(DATASET begins)
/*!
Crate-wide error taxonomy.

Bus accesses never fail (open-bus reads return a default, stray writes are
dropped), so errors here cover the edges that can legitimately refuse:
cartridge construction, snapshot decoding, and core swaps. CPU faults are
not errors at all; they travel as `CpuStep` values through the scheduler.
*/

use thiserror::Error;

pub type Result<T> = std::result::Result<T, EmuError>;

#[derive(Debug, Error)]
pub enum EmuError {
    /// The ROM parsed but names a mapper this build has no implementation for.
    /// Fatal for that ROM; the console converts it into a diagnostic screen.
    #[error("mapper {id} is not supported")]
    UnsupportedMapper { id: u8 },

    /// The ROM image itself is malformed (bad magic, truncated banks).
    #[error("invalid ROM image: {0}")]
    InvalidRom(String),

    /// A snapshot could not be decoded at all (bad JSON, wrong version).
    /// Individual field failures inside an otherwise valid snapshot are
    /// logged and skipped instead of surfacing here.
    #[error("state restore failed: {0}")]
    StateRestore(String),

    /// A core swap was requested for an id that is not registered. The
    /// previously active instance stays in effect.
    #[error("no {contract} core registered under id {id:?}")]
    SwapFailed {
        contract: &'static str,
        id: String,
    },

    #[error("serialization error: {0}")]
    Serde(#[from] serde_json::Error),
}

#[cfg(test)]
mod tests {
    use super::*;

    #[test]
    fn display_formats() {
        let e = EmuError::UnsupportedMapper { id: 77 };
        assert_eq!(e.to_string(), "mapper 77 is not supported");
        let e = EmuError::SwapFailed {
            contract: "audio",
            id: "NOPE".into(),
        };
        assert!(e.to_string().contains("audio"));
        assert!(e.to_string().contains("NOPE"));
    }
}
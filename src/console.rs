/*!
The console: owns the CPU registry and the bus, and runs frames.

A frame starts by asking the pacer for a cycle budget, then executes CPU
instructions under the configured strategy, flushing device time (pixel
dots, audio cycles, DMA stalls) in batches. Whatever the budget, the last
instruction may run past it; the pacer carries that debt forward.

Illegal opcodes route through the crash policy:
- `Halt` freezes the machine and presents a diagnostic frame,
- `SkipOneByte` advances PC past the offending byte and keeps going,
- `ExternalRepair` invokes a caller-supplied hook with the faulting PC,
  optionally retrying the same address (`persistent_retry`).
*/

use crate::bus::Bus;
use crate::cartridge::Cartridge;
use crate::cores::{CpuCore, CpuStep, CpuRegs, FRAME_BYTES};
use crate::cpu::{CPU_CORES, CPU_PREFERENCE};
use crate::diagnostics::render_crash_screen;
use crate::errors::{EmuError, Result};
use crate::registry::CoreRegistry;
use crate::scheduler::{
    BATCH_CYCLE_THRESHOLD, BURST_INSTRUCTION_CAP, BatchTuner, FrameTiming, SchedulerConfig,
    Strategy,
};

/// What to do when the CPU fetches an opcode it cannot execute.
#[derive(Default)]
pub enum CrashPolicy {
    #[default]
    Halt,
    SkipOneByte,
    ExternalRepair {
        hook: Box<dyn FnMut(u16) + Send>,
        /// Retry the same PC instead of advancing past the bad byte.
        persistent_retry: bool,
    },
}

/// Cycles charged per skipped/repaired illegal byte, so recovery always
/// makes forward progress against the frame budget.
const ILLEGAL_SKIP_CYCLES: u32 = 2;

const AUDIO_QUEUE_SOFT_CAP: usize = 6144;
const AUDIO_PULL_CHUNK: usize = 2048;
(DATASET ends)
(DATASET begins)
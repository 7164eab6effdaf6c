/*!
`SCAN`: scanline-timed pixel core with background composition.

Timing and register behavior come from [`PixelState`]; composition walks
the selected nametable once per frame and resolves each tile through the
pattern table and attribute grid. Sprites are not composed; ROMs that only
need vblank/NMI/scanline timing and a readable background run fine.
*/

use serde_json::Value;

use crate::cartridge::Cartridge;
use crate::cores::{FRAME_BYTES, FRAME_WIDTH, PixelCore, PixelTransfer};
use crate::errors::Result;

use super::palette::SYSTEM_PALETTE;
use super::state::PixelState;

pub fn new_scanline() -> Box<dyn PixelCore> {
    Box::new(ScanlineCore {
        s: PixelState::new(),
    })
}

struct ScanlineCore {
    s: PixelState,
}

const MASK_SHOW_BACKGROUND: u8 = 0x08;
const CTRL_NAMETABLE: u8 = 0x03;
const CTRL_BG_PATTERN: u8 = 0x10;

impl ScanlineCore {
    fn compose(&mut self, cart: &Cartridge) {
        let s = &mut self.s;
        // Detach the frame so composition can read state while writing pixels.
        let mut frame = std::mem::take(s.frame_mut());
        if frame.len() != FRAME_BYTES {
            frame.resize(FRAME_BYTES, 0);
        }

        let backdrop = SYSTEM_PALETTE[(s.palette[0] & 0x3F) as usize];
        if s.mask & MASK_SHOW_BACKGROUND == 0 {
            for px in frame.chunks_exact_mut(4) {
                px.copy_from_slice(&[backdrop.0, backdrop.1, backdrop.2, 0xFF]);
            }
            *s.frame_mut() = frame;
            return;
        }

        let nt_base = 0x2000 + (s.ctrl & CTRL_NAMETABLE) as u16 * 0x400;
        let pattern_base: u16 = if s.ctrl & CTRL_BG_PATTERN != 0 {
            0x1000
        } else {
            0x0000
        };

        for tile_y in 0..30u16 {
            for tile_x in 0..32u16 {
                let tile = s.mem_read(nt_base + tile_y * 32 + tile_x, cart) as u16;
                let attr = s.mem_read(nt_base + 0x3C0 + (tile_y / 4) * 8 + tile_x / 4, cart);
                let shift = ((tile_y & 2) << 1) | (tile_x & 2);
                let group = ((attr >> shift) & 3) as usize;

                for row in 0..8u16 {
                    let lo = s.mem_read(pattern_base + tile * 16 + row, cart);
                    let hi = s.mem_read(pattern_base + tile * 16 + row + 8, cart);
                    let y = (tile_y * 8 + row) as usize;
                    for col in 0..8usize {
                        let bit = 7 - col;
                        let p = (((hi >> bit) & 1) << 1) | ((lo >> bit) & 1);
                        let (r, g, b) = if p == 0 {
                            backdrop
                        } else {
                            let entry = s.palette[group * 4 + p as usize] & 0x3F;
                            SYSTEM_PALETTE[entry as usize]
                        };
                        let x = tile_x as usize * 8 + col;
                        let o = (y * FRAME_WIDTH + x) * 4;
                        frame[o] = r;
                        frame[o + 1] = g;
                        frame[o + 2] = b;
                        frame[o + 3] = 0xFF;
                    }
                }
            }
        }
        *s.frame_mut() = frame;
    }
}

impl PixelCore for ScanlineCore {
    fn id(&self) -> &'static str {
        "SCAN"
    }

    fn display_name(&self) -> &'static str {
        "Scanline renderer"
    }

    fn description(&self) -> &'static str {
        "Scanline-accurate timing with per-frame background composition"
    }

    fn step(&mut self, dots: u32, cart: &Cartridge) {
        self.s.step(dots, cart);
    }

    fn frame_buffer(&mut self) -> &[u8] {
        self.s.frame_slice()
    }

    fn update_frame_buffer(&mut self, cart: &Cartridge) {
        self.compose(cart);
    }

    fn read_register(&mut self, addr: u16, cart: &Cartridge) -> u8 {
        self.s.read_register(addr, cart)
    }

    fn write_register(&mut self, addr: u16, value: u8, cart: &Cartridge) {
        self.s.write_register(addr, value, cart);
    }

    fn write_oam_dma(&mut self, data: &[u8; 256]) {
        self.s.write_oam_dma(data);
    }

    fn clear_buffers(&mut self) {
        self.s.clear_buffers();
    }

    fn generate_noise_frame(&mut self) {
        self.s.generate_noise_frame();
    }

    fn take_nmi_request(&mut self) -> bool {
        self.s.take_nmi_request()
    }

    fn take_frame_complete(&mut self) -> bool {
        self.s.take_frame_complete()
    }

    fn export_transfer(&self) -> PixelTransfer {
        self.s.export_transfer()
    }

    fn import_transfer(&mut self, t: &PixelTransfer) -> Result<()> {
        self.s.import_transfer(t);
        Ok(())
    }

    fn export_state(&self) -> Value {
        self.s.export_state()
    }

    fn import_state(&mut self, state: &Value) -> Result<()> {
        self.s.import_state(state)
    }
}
(DATASET ends)
(DATASET begins)
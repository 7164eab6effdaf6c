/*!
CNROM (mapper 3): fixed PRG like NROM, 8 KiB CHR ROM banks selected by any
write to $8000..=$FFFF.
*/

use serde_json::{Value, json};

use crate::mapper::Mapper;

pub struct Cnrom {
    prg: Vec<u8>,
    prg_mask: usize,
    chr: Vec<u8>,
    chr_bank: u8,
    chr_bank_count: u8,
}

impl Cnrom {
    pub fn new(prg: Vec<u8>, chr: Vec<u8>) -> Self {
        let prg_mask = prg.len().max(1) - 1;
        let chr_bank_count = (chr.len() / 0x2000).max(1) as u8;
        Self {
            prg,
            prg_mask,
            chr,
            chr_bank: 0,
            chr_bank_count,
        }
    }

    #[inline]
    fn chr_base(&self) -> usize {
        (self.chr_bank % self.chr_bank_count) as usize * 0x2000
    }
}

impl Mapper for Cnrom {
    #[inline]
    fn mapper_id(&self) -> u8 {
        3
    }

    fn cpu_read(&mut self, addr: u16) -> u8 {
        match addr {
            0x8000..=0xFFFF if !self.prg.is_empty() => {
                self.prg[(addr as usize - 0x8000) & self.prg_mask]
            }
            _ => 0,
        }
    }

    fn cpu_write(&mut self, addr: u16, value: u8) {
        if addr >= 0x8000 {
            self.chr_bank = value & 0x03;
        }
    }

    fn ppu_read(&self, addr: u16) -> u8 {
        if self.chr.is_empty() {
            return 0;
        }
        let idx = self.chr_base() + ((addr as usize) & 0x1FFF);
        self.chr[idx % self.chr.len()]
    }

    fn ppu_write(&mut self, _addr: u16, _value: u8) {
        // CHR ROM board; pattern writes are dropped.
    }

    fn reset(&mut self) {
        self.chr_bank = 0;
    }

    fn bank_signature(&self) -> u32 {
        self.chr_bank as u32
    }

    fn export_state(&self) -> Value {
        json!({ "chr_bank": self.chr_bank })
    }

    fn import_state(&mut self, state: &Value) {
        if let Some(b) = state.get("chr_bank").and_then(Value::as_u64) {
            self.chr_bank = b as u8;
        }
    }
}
(DATASET ends)
- [WORK TASK] Pull out every line in the material above where "registry" occurs.

- [EXERCISE OUTPUT]
The console: owns the CPU registry and the bus, and runs frames.
use crate::registry::CoreRegistry;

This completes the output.